Given information »

//! DSW-prefixed error types with structured error codes.

#![allow(missing_docs)]

use std::path::{Path, PathBuf};

use thiserror::Error;

/// Shared `Result` alias for the project.
pub type Result<T> = std::result::Result<T, SweepError>;

/// Top-level error type for Drive Sweep Helper.
#[derive(Debug, Error)]
pub enum SweepError {
    #[error("[DSW-1001] invalid configuration: {details}")]
    InvalidConfig { details: String },

    #[error("[DSW-1002] missing configuration file: {path}")]
    MissingConfig { path: PathBuf },

    #[error("[DSW-1003] configuration parse failure in {context}: {details}")]
    ConfigParse {
        context: &'static str,
        details: String,
    },

    #[error("[DSW-1101] unsupported platform: {details}")]
    UnsupportedPlatform { details: String },

    #[error("[DSW-2001] mount table parse failure: {details}")]
    MountParse { details: String },

    #[error("[DSW-2101] serialization failure in {context}: {details}")]
    Serialization {
        context: &'static str,
        details: String,
    },

    #[error("[DSW-3001] unlink failed for {path}: {source}")]
    UnlinkFailed {
        path: PathBuf,
        #[source]
        source: std::io::Error,
    },

    #[error("[DSW-3002] secure wipe failed for {path}: {details}")]
    SecureWipeFailed { path: PathBuf, details: String },

    #[error("[DSW-3003] recursive removal failed for {path}: {source}")]
    RecursiveRemoveFailed {
        path: PathBuf,
        #[source]
        source: std::io::Error,
    },

    #[error("[DSW-3004] category {category} requires elevated privileges")]
    ElevationRequired { category: String },

    #[error("[DSW-3101] IO failure at {path}: {source}")]
    Io {
        path: PathBuf,
        #[source]
        source: std::io::Error,
    },

    #[error("[DSW-3102] channel closed in component {component}")]
    ChannelClosed { component: &'static str },

    #[error("[DSW-3900] runtime failure: {details}")]
    Runtime { details: String },
}

impl SweepError {
    /// Stable machine-parseable error code.
    #[must_use]
    pub const fn code(&self) -> &'static str {
        match self {
            Self::InvalidConfig { .. } => "DSW-1001",
            Self::MissingConfig { .. } => "DSW-1002",
            Self::ConfigParse { .. } => "DSW-1003",
            Self::UnsupportedPlatform { .. } => "DSW-1101",
            Self::MountParse { .. } => "DSW-2001",
            Self::Serialization { .. } => "DSW-2101",
            Self::UnlinkFailed { .. } => "DSW-3001",
            Self::SecureWipeFailed { .. } => "DSW-3002",
            Self::RecursiveRemoveFailed { .. } => "DSW-3003",
            Self::ElevationRequired { .. } => "DSW-3004",
            Self::Io { .. } => "DSW-3101",
            Self::ChannelClosed { .. } => "DSW-3102",
            Self::Runtime { .. } => "DSW-3900",
        }
    }

    /// Whether retrying might resolve the failure.
    #[must_use]
    pub const fn is_retryable(&self) -> bool {
        matches!(
            self,
            Self::Io { .. }
                | Self::ChannelClosed { .. }
                | Self::MountParse { .. }
                | Self::UnlinkFailed { .. }
                | Self::SecureWipeFailed { .. }
                | Self::RecursiveRemoveFailed { .. }
                | Self::Runtime { .. }
        )
    }

    /// Convenience constructor for IO errors with a known path.
    #[must_use]
    pub fn io(path: impl AsRef<Path>, source: std::io::Error) -> Self {
        Self::Io {
            path: path.as_ref().to_path_buf(),
            source,
        }
    }
}

impl From<serde_json::Error> for SweepError {
    fn from(value: serde_json::Error) -> Self {
        Self::Serialization {
            context: "serde_json",
            details: value.to_string(),
        }
    }
}

impl From<toml::de::Error> for SweepError {
    fn from(value: toml::de::Error) -> Self {
        Self::ConfigParse {
            context: "toml",
            details: value.to_string(),
        }
    }
}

Problem to solve »
Every entry is to be returned exactly, with nothing dropped.

Answer to this exercise »
//! DSW-prefixed error types with structured error codes.

#![allow(missing_docs)]

use std::path::{Path, PathBuf};

use thiserror::Error;

/// Shared `Result` alias for the project.
pub type Result<T> = std::result::Result<T, SweepError>;

/// Top-level error type for Drive Sweep Helper.
#[derive(Debug, Error)]
pub enum SweepError {
    #[error("[DSW-1001] invalid configuration: {details}")]
    InvalidConfig { details: String },

    #[error("[DSW-1002] missing configuration file: {path}")]
    MissingConfig { path: PathBuf },

    #[error("[DSW-1003] configuration parse failure in {context}: {details}")]
    ConfigParse {
        context: &'static str,
        details: String,
    },

    #[error("[DSW-1101] unsupported platform: {details}")]
    UnsupportedPlatform { details: String },

    #[error("[DSW-2001] mount table parse failure: {details}")]
    MountParse { details: String },

    #[error("[DSW-2101] serialization failure in {context}: {details}")]
    Serialization {
        context: &'static str,
        details: String,
    },

    #[error("[DSW-3001] unlink failed for {path}: {source}")]
    UnlinkFailed {
        path: PathBuf,
        #[source]
        source: std::io::Error,
    },

    #[error("[DSW-3002] secure wipe failed for {path}: {details}")]
    SecureWipeFailed { path: PathBuf, details: String },

    #[error("[DSW-3003] recursive removal failed for {path}: {source}")]
    RecursiveRemoveFailed {
        path: PathBuf,
        #[source]
        source: std::io::Error,
    },

    #[error("[DSW-3004] category {category} requires elevated privileges")]
    ElevationRequired { category: String },

    #[error("[DSW-3101] IO failure at {path}: {source}")]
    Io {
        path: PathBuf,
        #[source]
        source: std::io::Error,
    },

    #[error("[DSW-3102] channel closed in component {component}")]
    ChannelClosed { component: &'static str },

    #[error("[DSW-3900] runtime failure: {details}")]
    Runtime { details: String },
}

impl SweepError {
    /// Stable machine-parseable error code.
    #[must_use]
    pub const fn code(&self) -> &'static str {
        match self {
            Self::InvalidConfig { .. } => "DSW-1001",
            Self::MissingConfig { .. } => "DSW-1002",
            Self::ConfigParse { .. } => "DSW-1003",
            Self::UnsupportedPlatform { .. } => "DSW-1101",
            Self::MountParse { .. } => "DSW-2001",
            Self::Serialization { .. } => "DSW-2101",
            Self::UnlinkFailed { .. } => "DSW-3001",
            Self::SecureWipeFailed { .. } => "DSW-3002",
            Self::RecursiveRemoveFailed { .. } => "DSW-3003",
            Self::ElevationRequired { .. } => "DSW-3004",
            Self::Io { .. } => "DSW-3101",
            Self::ChannelClosed { .. } => "DSW-3102",
            Self::Runtime { .. } => "DSW-3900",
        }
    }

    /// Whether retrying might resolve the failure.
    #[must_use]
    pub const fn is_retryable(&self) -> bool {
        matches!(
            self,
            Self::Io { .. }
                | Self::ChannelClosed { .. }
                | Self::MountParse { .. }
                | Self::UnlinkFailed { .. }
                | Self::SecureWipeFailed { .. }
                | Self::RecursiveRemoveFailed { .. }
                | Self::Runtime { .. }
        )
    }

    /// Convenience constructor for IO errors with a known path.
    #[must_use]
    pub fn io(path: impl AsRef<Path>, source: std::io::Error) -> Self {
        Self::Io {
            path: path.as_ref().to_path_buf(),
            source,
        }
    }
}

impl From<serde_json::Error> for SweepError {
    fn from(value: serde_json::Error) -> Self {
        Self::Serialization {
            context: "serde_json",
            details: value.to_string(),
        }
    }
}

impl From<toml::de::Error> for SweepError {
    fn from(value: toml::de::Error) -> Self {
        Self::ConfigParse {
            context: "toml",
            details: value.to_string(),
        }
    }
}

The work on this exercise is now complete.